PS. I'm new at the forum, so I'm sorry if I opened the thread in wrong place or something.

----------

## NeddySeagoon

bzaborow,

I noticed you were new, welcome to Gentoo.

dhcpcd is not installed unless you ask for it.  It should only be in the default runlevel it you will use it on all of your interfaces.

It will be called as required if you only need it on some interfaces.

A modem and wvdial will set up a ppp link. The host at the other end of the link will tell your PC how to set up the interface ppp0.

You may want to edit /etc/rc.conf ... the comments will help

----------

## bzaborow

 *NeddySeagoon wrote:*   

> bzaborow,
> 
> I noticed you were new, welcome to Gentoo.
> 
> dhcpcd is not installed unless you ask for it.  It should only be in the default runlevel it you will use it on all of your interfaces.
> ...

 

Im not new to Gentoo, just never posted to gentoo forums;)

The dhcpcd is not in default runlevel, it never was on this machine. It was started as a dependency by netmount, as I stated before. In particular, I've already played with /etc/rc.conf to disable autostarting of net.eth0 and net.wlan0.
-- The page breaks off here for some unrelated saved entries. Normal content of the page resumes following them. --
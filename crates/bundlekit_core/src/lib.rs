//! Bundle isolation runtime.
//! Extensions live in per-bundle namespaces; this crate decides which
//! namespace serves a lookup and builds extensions inside their own bundle.

pub mod archive;
pub mod bundle;
pub mod context;
pub mod instantiate;
pub mod logging;
pub mod namespace;
pub mod registry;

pub use bundle::coordinate::{BundleCoordinate, CoordinateError};
pub use bundle::properties::{BundleProperties, PropertiesError};
pub use bundle::{Bundle, BundleBuilder, BundleError};
pub use context::{AmbientGuard, CallStack, ContextAwareLoader, ContextResolver};
pub use instantiate::{ConstructorPolicy, FactoryPanic, InstantiationError, Instantiator};
pub use logging::{
    default_log_level, init_logging, init_logging_from_properties, logging_status, LoggingError,
};
pub use namespace::{
    ClassBuilder, ClassDef, ConstructError, IsolatedNamespace, LoadError, Namespace,
    NamespaceContents, NamespaceKind, NamespaceRef, TypeDescriptor,
};
pub use registry::{ExtensionRegistry, ModuleRegistry, RegistryError};

/// Returns the core crate version.
pub fn core_version() -> &'static str {
    env!("CARGO_PKG_VERSION")
}

#[cfg(test)]
mod tests {
    use super::core_version;

    #[test]
    fn version_is_not_empty() {
        assert!(!core_version().is_empty());
    }
}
The dhcpcd autostarting was not really my question, just a background and the problem is now solved. Maybe I didn't emphasize my question enough: I would like to understand how openrc works in gentoo better and this behaviour (dhcpcd providing net) seems strange to me. Maybe I don't understand the meaning of "net" or something - thats why I ask.

----------

## szatox

"net" is not defined, as it might refer to usable connection (NetworkManager's way), configured network interface (netifRC way) or even local loopback (very old openrc way)
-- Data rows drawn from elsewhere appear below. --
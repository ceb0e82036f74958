//! In-memory isolated namespace.
//!
//! # Responsibility
//! - Own one bundle's (or the host's) classes and resource bytes.
//! - Delegate parent-first, so shared host types resolve identically in
//!   every bundle while bundle-private content stays invisible elsewhere.
//!
//! # Invariants
//! - Contents are fixed at construction; only assertion flags mutate.
//! - `get_resources` yields parent matches before own matches.

use super::{
    ClassDef, LoadError, Namespace, NamespaceId, NamespaceKind, NamespaceRef, ResourceUrl,
    Resources,
};
use crate::bundle::coordinate::BundleCoordinate;
use std::collections::{BTreeMap, HashMap};
use std::io::{Cursor, Read};
use std::sync::{Arc, Mutex, MutexGuard};

/// Classes and resources owned by one namespace.
#[derive(Debug, Default)]
pub struct NamespaceContents {
    classes: HashMap<String, Arc<ClassDef>>,
    resources: BTreeMap<String, Arc<[u8]>>,
}

impl NamespaceContents {
    pub fn new() -> Self {
        Self::default()
    }

    pub fn with_class(mut self, class: ClassDef) -> Self {
        self.insert_class(class);
        self
    }

    pub fn with_resource(mut self, name: impl Into<String>, bytes: impl Into<Vec<u8>>) -> Self {
        self.insert_resource(name, bytes);
        self
    }

    pub fn insert_class(&mut self, class: ClassDef) {
        self.classes.insert(class.name().to_string(), Arc::new(class));
    }

    pub fn insert_resource(&mut self, name: impl Into<String>, bytes: impl Into<Vec<u8>>) {
        let bytes: Vec<u8> = bytes.into();
        self.resources.insert(name.into(), Arc::from(bytes));
    }

    pub fn class_names(&self) -> impl Iterator<Item = &str> {
        self.classes.keys().map(String::as_str)
    }

    pub fn classes(&self) -> impl Iterator<Item = &Arc<ClassDef>> {
        self.classes.values()
    }
}

#[derive(Debug, Default)]
struct AssertionStatus {
    default_enabled: bool,
    packages: HashMap<String, bool>,
    classes: HashMap<String, bool>,
}

impl AssertionStatus {
    fn desired(&self, class: &str) -> bool {
        if let Some(enabled) = self.classes.get(class) {
            return *enabled;
        }
        let mut package = class;
        while let Some((parent, _)) = package.rsplit_once('.') {
            if let Some(enabled) = self.packages.get(parent) {
                return *enabled;
            }
            package = parent;
        }
        self.default_enabled
    }
}

/// Namespace backed by in-memory contents.
pub struct IsolatedNamespace {
    id: NamespaceId,
    kind: NamespaceKind,
    owner: Option<BundleCoordinate>,
    parent: Option<NamespaceRef>,
    contents: NamespaceContents,
    assertions: Mutex<AssertionStatus>,
}

impl IsolatedNamespace {
    /// Host default namespace; never pinned as ambient.
    pub fn host(contents: NamespaceContents) -> Self {
        Self {
            id: NamespaceId::random(),
            kind: NamespaceKind::Host,
            owner: None,
            parent: None,
            contents,
            assertions: Mutex::new(AssertionStatus::default()),
        }
    }

    /// Private namespace of `owner`, delegating to `parent` first.
    pub fn bundle(
        owner: BundleCoordinate,
        parent: Option<NamespaceRef>,
        contents: NamespaceContents,
    ) -> Self {
        Self {
            id: NamespaceId::random(),
            kind: NamespaceKind::Bundle,
            owner: Some(owner),
            parent,
            contents,
            assertions: Mutex::new(AssertionStatus::default()),
        }
    }

    pub fn owner(&self) -> Option<&BundleCoordinate> {
        self.owner.as_ref()
    }

    pub fn contents(&self) -> &NamespaceContents {
        &self.contents
    }

    fn resource_url(&self, name: &str) -> ResourceUrl {
        match &self.owner {
            Some(owner) => ResourceUrl::new(format!("bundle://{owner}/{name}")),
            None => ResourceUrl::new(format!("host:///{name}")),
        }
    }

    fn assertions(&self) -> MutexGuard<'_, AssertionStatus> {
        self.assertions
            .lock()
            .unwrap_or_else(|poisoned| poisoned.into_inner())
    }
}

impl Namespace for IsolatedNamespace {
    fn id(&self) -> NamespaceId {
        self.id
    }

    fn kind(&self) -> NamespaceKind {
        self.kind
    }

    fn label(&self) -> String {
        match &self.owner {
            Some(owner) => owner.to_string(),
            None => "host".to_string(),
        }
    }

    fn load_class(&self, name: &str) -> Result<Arc<ClassDef>, LoadError> {
        if let Some(parent) = &self.parent {
            match parent.load_class(name) {
                Ok(class) => return Ok(class),
                Err(LoadError::ClassNotFound(_)) => {}
                Err(err) => return Err(err),
            }
        }
        self.contents
            .classes
            .get(name)
            .cloned()
            .ok_or_else(|| LoadError::ClassNotFound(name.to_string()))
    }

    fn get_resource(&self, name: &str) -> Result<Option<ResourceUrl>, LoadError> {
        if let Some(parent) = &self.parent {
            if let Some(url) = parent.get_resource(name)? {
                return Ok(Some(url));
            }
        }
        Ok(self
            .contents
            .resources
            .contains_key(name)
            .then(|| self.resource_url(name)))
    }

    fn get_resource_as_stream(
        &self,
        name: &str,
    ) -> Result<Option<Box<dyn Read + Send>>, LoadError> {
        if let Some(parent) = &self.parent {
            if let Some(stream) = parent.get_resource_as_stream(name)? {
                return Ok(Some(stream));
            }
        }
        Ok(self
            .contents
            .resources
            .get(name)
            .map(|bytes| Box::new(Cursor::new(Arc::clone(bytes))) as Box<dyn Read + Send>))
    }

    fn get_resources(&self, name: &str) -> Result<Resources, LoadError> {
        let own = self
            .contents
            .resources
            .contains_key(name)
            .then(|| self.resource_url(name));
        match &self.parent {
            Some(parent) => Ok(Box::new(parent.get_resources(name)?.chain(own))),
            None => Ok(Box::new(own.into_iter())),
        }
    }

    fn set_default_assertion_status(&self, enabled: bool) -> Result<(), LoadError> {
        self.assertions().default_enabled = enabled;
        Ok(())
    }

    fn set_package_assertion_status(
        &self,
        package: &str,
        enabled: bool,
    ) -> Result<(), LoadError> {
        self.assertions()
            .packages
            .insert(package.to_string(), enabled);
        Ok(())
    }

    fn set_class_assertion_status(&self, class: &str, enabled: bool) -> Result<(), LoadError> {
        self.assertions().classes.insert(class.to_string(), enabled);
        Ok(())
    }

    fn clear_assertion_status(&self) -> Result<(), LoadError> {
        let mut status = self.assertions();
        status.default_enabled = false;
        status.packages.clear();
        status.classes.clear();
        Ok(())
    }

    fn desired_assertion_status(&self, class: &str) -> Result<bool, LoadError> {
        Ok(self.assertions().desired(class))
    }

    fn supports_ambient(&self) -> bool {
        self.kind == NamespaceKind::Bundle
    }
}

#[cfg(test)]
mod tests {
    use super::{IsolatedNamespace, NamespaceContents};
    use crate::bundle::coordinate::BundleCoordinate;
    use crate::namespace::{ClassBuilder, LoadError, Namespace, NamespaceRef};
    use std::io::Read;
    use std::sync::Arc;

    fn coordinate(id: &str) -> BundleCoordinate {
        BundleCoordinate::new(Some("acme"), id, Some("1.0.0")).expect("valid coordinate")
    }

    fn host() -> NamespaceRef {
        Arc::new(IsolatedNamespace::host(
            NamespaceContents::new()
                .with_class(ClassBuilder::new("host.Shared").build_host())
                .with_resource("shared.txt", b"host".to_vec()),
        ))
    }

    #[test]
    fn delegates_classes_parent_first_and_isolates_private_ones() {
        let host = host();
        let bundle = IsolatedNamespace::bundle(
            coordinate("a"),
            Some(Arc::clone(&host)),
            NamespaceContents::new().with_class(ClassBuilder::new("a.Private").build_host()),
        );

        let shared = bundle.load_class("host.Shared").expect("shared class");
        let from_host = host.load_class("host.Shared").expect("host class");
        assert!(Arc::ptr_eq(&shared, &from_host));

        bundle.load_class("a.Private").expect("private class");
        let err = host.load_class("a.Private").expect_err("host cannot see bundle class");
        assert_eq!(err, LoadError::ClassNotFound("a.Private".to_string()));
    }

    #[test]
    fn resources_list_parent_matches_first() {
        let bundle = IsolatedNamespace::bundle(
            coordinate("a"),
            Some(host()),
            NamespaceContents::new().with_resource("shared.txt", b"bundle".to_vec()),
        );

        let urls: Vec<String> = bundle
            .get_resources("shared.txt")
            .expect("resources")
            .map(|url| url.to_string())
            .collect();
        assert_eq!(
            urls,
            vec![
                "host:///shared.txt".to_string(),
                "bundle://acme:a:1.0.0/shared.txt".to_string()
            ]
        );

        let mut text = String::new();
        bundle
            .get_resource_as_stream("shared.txt")
            .expect("lookup")
            .expect("stream")
            .read_to_string(&mut text)
            .expect("read");
        assert_eq!(text, "host");
        assert!(bundle.get_resource("missing").expect("lookup").is_none());
    }

    #[test]
    fn assertion_status_prefers_class_then_package_then_default() {
        let namespace = IsolatedNamespace::host(NamespaceContents::new());
        namespace
            .set_default_assertion_status(true)
            .expect("default flag");
        namespace
            .set_package_assertion_status("acme.io", false)
            .expect("package flag");
        namespace
            .set_class_assertion_status("acme.io.Reader", true)
            .expect("class flag");

        assert!(namespace.desired_assertion_status("acme.Other").expect("status"));
        assert!(!namespace.desired_assertion_status("acme.io.deep.Writer").expect("status"));
        assert!(namespace.desired_assertion_status("acme.io.Reader").expect("status"));

        namespace.clear_assertion_status().expect("clear");
        assert!(!namespace.desired_assertion_status("acme.io.Reader").expect("status"));
    }

    #[test]
    fn only_bundle_namespaces_support_ambient_pinning() {
        let host = IsolatedNamespace::host(NamespaceContents::new());
        let bundle = IsolatedNamespace::bundle(coordinate("a"), None, NamespaceContents::new());
        assert!(!host.supports_ambient());
        assert!(bundle.supports_ambient());
    }
}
Dhcpcd used to be only a module used for autoconfiguration, it seems it was turned into a service itself when openrc split into openrc and netifrc, so dhcpcd is self-sufficient now. I'm not dev, it' my guess about reasons.

So, basicaly if want to use dhcpcd the old way, only as a module rather than net service (leaving this job to netifrc), `echo rc_provide="!net" >> /etc/conf.d/dhcpcd`  or  `echo rc_provide="!*" >> /etc/conf.d/dhcpcd`   should restore old behaviour - netifrc will bring interfaces up and call dhcpcd to assign address

----------